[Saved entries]
- Opening Delimiter -
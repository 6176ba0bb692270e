/// Errors raised by core operations.
///
/// The first group is the user-facing taxonomy: every variant there is expected during normal
/// operation and is turned into a notice at the request boundary. The second group covers
/// infrastructure failures, which are logged and reported to users only in generic terms.
#[derive(Debug, thiserror::Error)]
pub enum HmsError {
    #[error("invalid input: {0}")]
    Validation(String),
    #[error("{0} not found")]
    NotFound(String),
    #[error("not authorised: {0}")]
    NotAuthorized(String),
    #[error("this time slot is already taken")]
    SlotTaken,
    #[error("doctor account is pending admin approval")]
    PendingApproval,
    #[error("doctor profile not found")]
    ProfileMissing,
    #[error("no shipping address on the patient profile")]
    MissingAddress,
    #[error("invalid username or password")]
    InvalidCredentials,
    #[error("username {0} is already taken")]
    UsernameTaken(String),

    #[error("failed to hash password: {0}")]
    PasswordHash(String),
    #[error("database error: {0}")]
    Database(#[from] sqlx::Error),
    #[error("failed to run migrations: {0}")]
    Migration(#[from] sqlx::migrate::MigrateError),
}

impl HmsError {
    /// Text suitable for showing to the person who made the request.
    ///
    /// Infrastructure errors are collapsed into a generic message; their detail belongs in the
    /// logs, not in a notice.
    pub fn user_message(&self) -> String {
        match self {
            HmsError::Validation(msg) => msg.clone(),
            HmsError::NotFound(what) => {
                let mut what = what.clone();
                if let Some(first) = what.get_mut(0..1) {
                    first.make_ascii_uppercase();
                }
                format!("{what} not found.")
            }
            HmsError::NotAuthorized(msg) => format!("You are not authorised to {msg}."),
            HmsError::SlotTaken => "This time slot is already taken.".into(),
            HmsError::PendingApproval => "Your Doctor account is pending admin approval.".into(),
            HmsError::ProfileMissing => "Doctor profile not found. Please contact admin.".into(),
            HmsError::MissingAddress => {
                "Please add an address to your profile before placing an order.".into()
            }
            HmsError::InvalidCredentials => "Invalid username or password.".into(),
            HmsError::UsernameTaken(_) => {
                "Username is already taken. Please choose a different one.".into()
            }
            HmsError::PasswordHash(_) | HmsError::Database(_) | HmsError::Migration(_) => {
                "An internal error occurred. Please try again.".into()
            }
        }
    }

    /// Whether the error reflects an infrastructure fault rather than a rejected request.
    pub fn is_internal(&self) -> bool {
        matches!(
            self,
            HmsError::PasswordHash(_) | HmsError::Database(_) | HmsError::Migration(_)
        )
    }
}

pub type HmsResult<T> = std::result::Result<T, HmsError>;

/// Returns true when a storage error is a uniqueness-constraint violation.
pub(crate) fn is_unique_violation(err: &sqlx::Error) -> bool {
    matches!(err, sqlx::Error::Database(db) if db.is_unique_violation())
}
//! Two-party conversations.

use crate::outcome::{refuse, refuse_to};
use crate::AppState;
use api_shared::{Notice, NoticeParams};
use axum::extract::{Extension, Path, Query, State};
use axum::response::{IntoResponse, Json, Redirect, Response};
use axum::Form;
use hms_core::repositories::messaging::{ConversationSummary, ConversationView, MessagingService};
use hms_core::repositories::profiles::{Doctor, ProfileService};
use hms_core::validation::parse_id;
use hms_core::Actor;
use serde::{Deserialize, Serialize};
use utoipa::ToSchema;

#[derive(Debug, Default, Deserialize, ToSchema)]
#[serde(default)]
pub struct StartChatForm {
    pub user_id: String,
}

#[derive(Debug, Default, Deserialize, ToSchema)]
#[serde(default)]
pub struct MessageForm {
    pub body: String,
}

#[derive(Debug, Serialize)]
pub struct StartChatView {
    pub notice: Option<Notice>,
    pub doctors: Vec<Doctor>,
}

#[derive(Debug, Serialize)]
pub struct ConversationsView {
    pub notice: Option<Notice>,
    pub conversations: Vec<ConversationSummary>,
}

#[derive(Debug, Serialize)]
pub struct ChatView {
    pub notice: Option<Notice>,
    #[serde(flatten)]
    pub view: ConversationView,
}

#[utoipa::path(
    get,
    path = "/chat/start",
    params(NoticeParams),
    responses((status = 200, description = "Approved doctors the caller can message"))
)]
#[axum::debug_handler]
pub async fn start_view(
    State(state): State<AppState>,
    Query(params): Query<NoticeParams>,
) -> Result<Json<StartChatView>, Response> {
    let doctors = ProfileService::new(state.db.clone(), state.cfg.clone())
        .approved_doctors()
        .await
        .map_err(refuse_to("/"))?;
    Ok(Json(StartChatView {
        notice: params.into_notice(),
        doctors,
    }))
}

#[utoipa::path(
    post,
    path = "/chat/start",
    request_body(content = StartChatForm, content_type = "application/x-www-form-urlencoded"),
    responses((status = 303, description = "Redirect to the conversation, or back with an error"))
)]
/// Find or create the conversation between the caller and another user
#[axum::debug_handler]
pub async fn start(
    State(state): State<AppState>,
    Extension(actor): Extension<Actor>,
    Form(form): Form<StartChatForm>,
) -> Response {
    let other = match parse_id(&form.user_id, "User") {
        Ok(id) => id,
        Err(e) => return refuse("/chat/start", e),
    };
    match MessagingService::new(state.db.clone())
        .start_conversation(&actor, other)
        .await
    {
        Ok(id) => Redirect::to(&format!("/chat/{id}")).into_response(),
        Err(e) => refuse("/chat/start", e),
    }
}

#[utoipa::path(
    get,
    path = "/chat/list",
    params(NoticeParams),
    responses((status = 200, description = "The caller's conversations, newest first"))
)]
#[axum::debug_handler]
pub async fn list(
    State(state): State<AppState>,
    Extension(actor): Extension<Actor>,
    Query(params): Query<NoticeParams>,
) -> Result<Json<ConversationsView>, Response> {
    let conversations = MessagingService::new(state.db.clone())
        .list_conversations(&actor)
        .await
        .map_err(refuse_to("/"))?;
    Ok(Json(ConversationsView {
        notice: params.into_notice(),
        conversations,
    }))
}

#[utoipa::path(
    get,
    path = "/chat/{id}",
    params(("id" = i64, Path, description = "Conversation id"), NoticeParams),
    responses((status = 200, description = "Messages, oldest first"))
)]
#[axum::debug_handler]
pub async fn conversation(
    State(state): State<AppState>,
    Extension(actor): Extension<Actor>,
    Path(id): Path<String>,
    Query(params): Query<NoticeParams>,
) -> Result<Json<ChatView>, Response> {
    let id = parse_id(&id, "Conversation").map_err(refuse_to("/chat/list"))?;
    let view = MessagingService::new(state.db.clone())
        .conversation(&actor, id)
        .await
        .map_err(refuse_to("/chat/list"))?;
    Ok(Json(ChatView {
        notice: params.into_notice(),
        view,
    }))
}

#[utoipa::path(
    post,
    path = "/chat/{id}",
    params(("id" = i64, Path, description = "Conversation id")),
    request_body(content = MessageForm, content_type = "application/x-www-form-urlencoded"),
    responses((status = 303, description = "Redirect back to the conversation"))
)]
#[axum::debug_handler]
pub async fn post_message(
    State(state): State<AppState>,
    Extension(actor): Extension<Actor>,
    Path(id): Path<String>,
    Form(form): Form<MessageForm>,
) -> Response {
    let id = match parse_id(&id, "Conversation") {
        Ok(id) => id,
        Err(e) => return refuse("/chat/list", e),
    };
    let back = format!("/chat/{id}");
    match MessagingService::new(state.db.clone())
        .post_message(&actor, id, &form.body)
        .await
    {
        Ok(_) => Redirect::to(&back).into_response(),
        Err(e) => refuse(&back, e),
    }
}
use serde::Serialize;
use utoipa::ToSchema;

/// Liveness response.
#[derive(Clone, Debug, PartialEq, Eq, Serialize, ToSchema)]
pub struct HealthRes {
    pub ok: bool,
    pub message: String,
}

/// Simple health service that can be used by any API surface
///
/// This service provides a standardised way to check the health status of the HMS portal.
#[derive(Clone, Default)]
pub struct HealthService;

impl HealthService {
    /// Creates a new instance of HealthService.
    ///
    /// # Returns
    /// A new `HealthService` instance.
    pub fn new() -> Self {
        Self
    }

    /// Static method to check health without creating an instance
    ///
    /// # Returns
    /// A `HealthRes` indicating the service is healthy.
    pub fn check_health() -> HealthRes {
        HealthRes {
            ok: true,
            message: "HMS is alive".into(),
        }
    }
}

#[cfg(test)]
mod tests {
    use super::*;

    #[test]
    fn health_reports_ok() {
        let res = HealthService::check_health();
        assert!(res.ok);
        assert_eq!(
            serde_json::to_value(&res).unwrap(),
            serde_json::json!({"ok": true, "message": "HMS is alive"})
        );
    }
}
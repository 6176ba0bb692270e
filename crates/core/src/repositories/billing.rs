//! Invoices and reporting.

use crate::actor::{Actor, Role, UserId};
use crate::db::Database;
use crate::error::{HmsError, HmsResult};
use crate::money::Money;
use crate::repositories::appointments::AppointmentStatus;
use chrono::NaiveDate;
use serde::{Deserialize, Serialize};

#[derive(Clone, Copy, Debug, PartialEq, Eq, Serialize, Deserialize, sqlx::Type)]
pub enum InvoiceStatus {
    Pending,
    Paid,
    Cancelled,
}

#[derive(Clone, Debug, PartialEq, Eq, Serialize, sqlx::FromRow)]
pub struct Invoice {
    pub id: i64,
    pub patient_id: Option<UserId>,
    pub patient_username: Option<String>,
    pub issue_date: NaiveDate,
    pub due_date: Option<NaiveDate>,
    #[sqlx(rename = "total_amount_cents")]
    pub total_amount: Money,
    pub status: InvoiceStatus,
    pub notes: String,
}

#[derive(Clone, Debug)]
pub struct NewInvoice {
    pub patient_id: UserId,
    pub due_date: Option<NaiveDate>,
    pub total_amount: Money,
    pub notes: String,
}

/// Appointment counts per status.
#[derive(Clone, Debug, Default, PartialEq, Eq, Serialize)]
pub struct AppointmentReport {
    pub pending: i64,
    pub approved: i64,
    pub cancelled: i64,
    pub total: i64,
}

const INVOICE_SELECT: &str = "SELECT i.id, i.patient_id, u.username AS patient_username, \
     i.issue_date, i.due_date, i.total_amount_cents, i.status, i.notes \
     FROM invoices i LEFT JOIN users u ON u.id = i.patient_id";

#[derive(Clone, Debug)]
pub struct BillingService {
    db: Database,
}

impl BillingService {
    pub fn new(db: Database) -> Self {
        Self { db }
    }

    /// Issues a `Pending` invoice dated `today`.
    ///
    /// # Errors
    ///
    /// Returns `HmsError::NotFound` if the patient has no patient profile.
    pub async fn create_invoice(
        &self,
        actor: &Actor,
        new: NewInvoice,
        today: NaiveDate,
    ) -> HmsResult<Invoice> {
        actor.require(Role::Admin, "create invoices")?;

        let exists: Option<i64> = sqlx::query_scalar("SELECT user_id FROM patients WHERE user_id = ?")
            .bind(new.patient_id)
            .fetch_optional(self.db.pool())
            .await?;
        if exists.is_none() {
            return Err(HmsError::NotFound("patient".into()));
        }

        let id: i64 = sqlx::query_scalar(
            "INSERT INTO invoices (patient_id, issue_date, due_date, total_amount_cents, status, notes) \
             VALUES (?, ?, ?, ?, ?, ?) RETURNING id",
        )
        .bind(new.patient_id)
        .bind(today)
        .bind(new.due_date)
        .bind(new.total_amount)
        .bind(InvoiceStatus::Pending)
        .bind(new.notes.trim())
        .fetch_one(self.db.pool())
        .await?;

        tracing::info!(invoice_id = id, patient_id = new.patient_id, "invoice created");
        let sql = format!("{INVOICE_SELECT} WHERE i.id = ?");
        Ok(sqlx::query_as::<_, Invoice>(&sql)
            .bind(id)
            .fetch_one(self.db.pool())
            .await?)
    }

    /// All invoices, newest first.
    pub async fn list_invoices(&self, actor: &Actor) -> HmsResult<Vec<Invoice>> {
        actor.require(Role::Admin, "view invoices")?;
        let sql = format!("{INVOICE_SELECT} ORDER BY i.issue_date DESC, i.id DESC");
        Ok(sqlx::query_as::<_, Invoice>(&sql)
            .fetch_all(self.db.pool())
            .await?)
    }

    pub async fn appointment_report(&self, actor: &Actor) -> HmsResult<AppointmentReport> {
        actor.require(Role::Admin, "view reports")?;
        let rows: Vec<(AppointmentStatus, i64)> =
            sqlx::query_as("SELECT status, COUNT(*) FROM appointments GROUP BY status")
                .fetch_all(self.db.pool())
                .await?;

        let mut report = AppointmentReport::default();
        for (status, count) in rows {
            match status {
                AppointmentStatus::Pending => report.pending = count,
                AppointmentStatus::Approved => report.approved = count,
                AppointmentStatus::Cancelled => report.cancelled = count,
            }
            report.total += count;
        }
        Ok(report)
    }
}

#[cfg(test)]
mod tests {
    use super::*;
    use crate::repositories::appointments::{AppointmentService, BookingRequest};
    use crate::repositories::test_support::Fixture;
    use chrono::NaiveTime;

    fn today() -> NaiveDate {
        NaiveDate::from_ymd_opt(2025, 5, 1).unwrap()
    }

    #[tokio::test]
    async fn invoice_requires_existing_patient() {
        let fx = Fixture::new().await;
        let admin = fx.admin().await;
        let patient = fx.patient("p1").await;
        let svc = BillingService::new(fx.db.clone());

        let invoice = svc
            .create_invoice(
                &admin,
                NewInvoice {
                    patient_id: patient.user_id,
                    due_date: NaiveDate::from_ymd_opt(2025, 6, 1),
                    total_amount: Money::from_cents(12000),
                    notes: "Consultation".into(),
                },
                today(),
            )
            .await
            .expect("invoice should be created");
        assert_eq!(invoice.status, InvoiceStatus::Pending);
        assert_eq!(invoice.issue_date, today());
        assert_eq!(invoice.patient_username.as_deref(), Some("p1"));
        assert_eq!(invoice.total_amount.to_string(), "120.00");

        assert!(matches!(
            svc.create_invoice(
                &admin,
                NewInvoice {
                    patient_id: admin.user_id,
                    due_date: None,
                    total_amount: Money::ZERO,
                    notes: String::new(),
                },
                today(),
            )
            .await,
            Err(HmsError::NotFound(_))
        ));
        assert_eq!(svc.list_invoices(&admin).await.unwrap().len(), 1);
    }

    #[tokio::test]
    async fn report_counts_by_status() {
        let fx = Fixture::new().await;
        let admin = fx.admin().await;
        let (doctor, _) = fx.approved_doctor("drd").await;
        let patient = fx.patient("p1").await;
        let appointments = AppointmentService::new(fx.db.clone());

        for hour in [9, 10, 11] {
            let booked = appointments
                .book(
                    &patient,
                    BookingRequest {
                        doctor_id: doctor.user_id,
                        date: today(),
                        time: NaiveTime::from_hms_opt(hour, 0, 0).unwrap(),
                        reason: String::new(),
                    },
                )
                .await
                .unwrap();
            if hour == 10 {
                appointments.approve(&doctor, booked.id).await.unwrap();
            }
        }

        let report = BillingService::new(fx.db.clone())
            .appointment_report(&admin)
            .await
            .unwrap();
        assert_eq!(
            report,
            AppointmentReport {
                pending: 2,
                approved: 1,
                cancelled: 0,
                total: 3,
            }
        );
    }
}
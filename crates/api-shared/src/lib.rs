//! # API Shared
//!
//! Shared utilities and definitions for HMS APIs.
//!
//! Contains:
//! - Shared services like `HealthService`
//! - Session cookie handling (token extraction and `Set-Cookie` values)
//! - Redirect notices carried on the query string
//!
//! Nothing here depends on a particular HTTP framework; `api-rest` wires these into axum.

pub mod auth;
pub mod health;
pub mod notice;

pub use health::{HealthRes, HealthService};
pub use notice::{Notice, NoticeLevel, NoticeParams};
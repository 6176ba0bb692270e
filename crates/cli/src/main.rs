use clap::{Parser, Subcommand};
use hms_core::repositories::identity::{IdentityService, NewIdentity};
use hms_core::repositories::profiles::ProfileService;
use hms_core::{core_config_from_env, CoreConfig, Database, Role};
use std::sync::Arc;
use tracing_subscriber::{layer::SubscriberExt, util::SubscriberInitExt};

#[derive(Parser)]
#[command(name = "hms")]
#[command(about = "HMS hospital portal operator CLI")]
struct Cli {
    #[command(subcommand)]
    command: Option<Commands>,
}

#[derive(Subcommand)]
enum Commands {
    /// Apply pending database migrations
    Migrate,
    /// Create an admin account
    CreateAdmin {
        /// Login name
        username: String,
        /// Initial password (at least 8 characters)
        password: String,
        /// Contact email (optional)
        #[arg(long)]
        email: Option<String>,
    },
    /// List doctors with their approval state
    ListDoctors {
        /// Only doctors still awaiting approval
        #[arg(long)]
        pending: bool,
    },
}

#[tokio::main]
async fn main() -> anyhow::Result<()> {
    dotenvy::dotenv().ok();

    tracing_subscriber::registry()
        .with(tracing_subscriber::EnvFilter::from_default_env().add_directive("hms_core=warn".parse()?))
        .with(tracing_subscriber::fmt::layer())
        .init();

    let cli = Cli::parse();
    let Some(command) = cli.command else {
        println!("Nothing to do. Try `hms --help`.");
        return Ok(());
    };

    let cfg = Arc::new(core_config_from_env()?);
    let db = Database::connect(&cfg).await?;

    match command {
        Commands::Migrate => {
            db.migrate().await?;
            println!("Database is up to date.");
        }
        Commands::CreateAdmin {
            username,
            password,
            email,
        } => {
            db.migrate().await?;
            let created = create_admin(&db, cfg.clone(), username, password, email).await;
            if created.is_err() {
                db.close().await;
            }
            created?;
        }
        Commands::ListDoctors { pending } => {
            // listing is an admin operation; act as the first admin on file
            let admins = IdentityService::new(db.clone(), cfg.clone())
                .list_by_role(Role::Admin)
                .await?;
            let Some(admin) = admins.first() else {
                db.close().await;
                anyhow::bail!("No admin account exists. Run `hms create-admin` first.");
            };
            let profiles = ProfileService::new(db.clone(), cfg.clone());
            let doctors = if pending {
                profiles.pending_doctors(&admin.actor()).await?
            } else {
                profiles.list_doctors(&admin.actor()).await?
            };
            if doctors.is_empty() {
                println!("No doctors found.");
            } else {
                for doctor in doctors {
                    println!(
                        "ID: {}, Username: {}, Name: {} {}, Specialty: {}, Approved: {}",
                        doctor.user_id,
                        doctor.username,
                        doctor.first_name,
                        doctor.last_name,
                        doctor.specialty,
                        if doctor.is_approved { "yes" } else { "no" }
                    );
                }
            }
        }
    }

    db.close().await;
    Ok(())
}

async fn create_admin(
    db: &Database,
    cfg: Arc<CoreConfig>,
    username: String,
    password: String,
    email: Option<String>,
) -> anyhow::Result<()> {
    let new = NewIdentity {
        username,
        password,
        first_name: String::new(),
        last_name: String::new(),
        email: email.unwrap_or_default(),
        role: Role::Admin,
    };
    match IdentityService::new(db.clone(), cfg).create(new).await {
        Ok(admin) => {
            println!("Created admin {} (id {})", admin.username, admin.id);
            Ok(())
        }
        Err(e) => anyhow::bail!("Error creating admin: {}", e.user_message()),
    }
}

#[cfg(test)]
mod tests {
    use super::*;

    #[tokio::test]
    async fn duplicate_admin_is_an_error() {
        let db = Database::connect_in_memory().await.unwrap();
        let cfg = Arc::new(CoreConfig::in_memory());

        create_admin(&db, cfg.clone(), "root".into(), "password123".into(), None)
            .await
            .unwrap();
        let err = create_admin(&db, cfg, "root".into(), "password123".into(), None)
            .await
            .unwrap_err();
        assert!(err.to_string().contains("already taken"), "{err}");
    }

    #[tokio::test]
    async fn short_password_is_an_error() {
        let db = Database::connect_in_memory().await.unwrap();
        let err = create_admin(
            &db,
            Arc::new(CoreConfig::in_memory()),
            "root".into(),
            "short".into(),
            None,
        )
        .await;
        assert!(err.is_err());
    }
}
- Closing Delimiter -
### WHAT THE TASK REQUIRES:
Please find every line in the records above that holds the word "alive" and copy it.

### SOLUTION:
            message: "HMS is alive".into(),
            serde_json::json!({"ok": true, "message": "HMS is alive"})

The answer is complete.